Content starts
//! Label mask renders.
//!
//! Each id gets a stable pseudo-random color derived from a SipHash of
//! the id, so the same cell has the same color in every figure of a
//! run and across runs. Id 0 is always black.

use std::hash::Hasher;
use std::io::Cursor;

use fishnet_pipeline::quantify::CellSegmentation;
use fishnet_pipeline::types::ensure_dimensions;
use fishnet_pipeline::{CellMaskPack, Dimensions, LabelMask};
use image::{DynamicImage, GrayImage, ImageFormat, Rgb, RgbImage};
use siphasher::sip::SipHasher13;

use crate::ExportError;

/// Weight of the segmentation layer in [`particle_figure`] overlays.
pub const PARTICLE_ALPHA: f32 = 0.3;

/// Weight of the segmentation layer in whole-cell overlays.
pub const CELL_ALPHA: f32 = 0.4;

/// Lowest channel value of a label color, keeping labels visible on black.
const MIN_CHANNEL: u8 = 64;

/// Stable color for a label id.
#[must_use]
pub fn label_color(id: u32) -> Rgb<u8> {
    if id == 0 {
        return Rgb([0, 0, 0]);
    }
    let mut hasher = SipHasher13::new();
    hasher.write_u32(id);
    let [r, g, b, ..] = hasher.finish().to_le_bytes();
    let span = u8::MAX - MIN_CHANNEL;
    Rgb([r, g, b].map(|c| MIN_CHANNEL + c % span))
}

/// Paint every id with its [`label_color`].
#[must_use]
pub fn colorize(mask: &LabelMask) -> RgbImage {
    RgbImage::from_fn(mask.width(), mask.height(), |x, y| label_color(mask.get(x, y)))
}

/// Mix `layer` over a grayscale `base`: `layer * alpha + base * (1 - alpha)`.
///
/// # Errors
///
/// Returns [`ExportError::Mismatch`] if the images differ in size.
pub fn blend(layer: &RgbImage, base: &GrayImage, alpha: f32) -> Result<RgbImage, ExportError> {
    ensure_dimensions(
        Dimensions::of(base),
        Dimensions::new(layer.width(), layer.height()),
    )?;
    let alpha = alpha.clamp(0.0, 1.0);
    Ok(RgbImage::from_fn(base.width(), base.height(), |x, y| {
        let under = f32::from(base.get_pixel(x, y).0[0]);
        let over = layer.get_pixel(x, y).0;
        Rgb(over.map(|c| mix(f32::from(c), under, alpha)))
    }))
}

#[allow(clippy::cast_possible_truncation, clippy::cast_sign_loss)]
fn mix(over: f32, under: f32, alpha: f32) -> u8 {
    over.mul_add(alpha, under * (1.0 - alpha)).round().clamp(0.0, 255.0) as u8
}

/// Draw region borders in their label color over a grayscale base.
///
/// A pixel is on a border when its id is nonzero and a 4-neighbour, or
/// the image edge, holds a different id.
///
/// # Errors
///
/// Returns [`ExportError::Mismatch`] if the images differ in size.
pub fn outline(mask: &LabelMask, base: &GrayImage) -> Result<RgbImage, ExportError> {
    ensure_dimensions(Dimensions::of(base), mask.dimensions())?;
    let (w, h) = (mask.width(), mask.height());
    Ok(RgbImage::from_fn(w, h, |x, y| {
        let id = mask.get(x, y);
        let differs = |nx: Option<u32>, ny: Option<u32>| match (nx, ny) {
            (Some(nx), Some(ny)) if nx < w && ny < h => mask.get(nx, ny) != id,
            _ => true,
        };
        let border = id != 0
            && (differs(x.checked_sub(1), Some(y))
                || differs(x.checked_add(1), Some(y))
                || differs(Some(x), y.checked_sub(1))
                || differs(Some(x), y.checked_add(1)));
        if border {
            label_color(id)
        } else {
            let v = base.get_pixel(x, y).0[0];
            Rgb([v, v, v])
        }
    }))
}

/// Whole cells: each nucleus painted with its cell's color over the
/// cytoplasm ring.
#[must_use]
pub fn cell_labels(pack: &CellMaskPack) -> LabelMask {
    LabelMask::from_fn(pack.cytoplasm.width(), pack.cytoplasm.height(), |x, y| {
        match pack.nucleus.get(x, y) {
            0 => pack.cytoplasm.get(x, y),
            id => id,
        }
    })
}

/// A quilted crop with its instances blended over it.
///
/// # Errors
///
/// Returns [`ExportError::Mismatch`] if the mosaic and crop differ in size.
pub fn particle_figure(segmentation: &CellSegmentation) -> Result<RgbImage, ExportError> {
    blend(&colorize(&segmentation.mosaic), &segmentation.crop, PARTICLE_ALPHA)
}

/// PNG bytes of any image.
///
/// # Errors
///
/// Returns [`ExportError::Image`] if encoding fails.
pub fn encode_png(image: impl Into<DynamicImage>) -> Result<Vec<u8>, ExportError> {
    let mut bytes = Vec::new();
    image
        .into()
        .write_to(&mut Cursor::new(&mut bytes), ImageFormat::Png)?;
    Ok(bytes)
}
Content ends
§ ACTION ITEM: From the listing above, copy all lines holding the word "ImageFormat".

§ SOLVED EXERCISE:
use image::{DynamicImage, GrayImage, ImageFormat, Rgb, RgbImage};
        .write_to(&mut Cursor::new(&mut bytes), ImageFormat::Png)?;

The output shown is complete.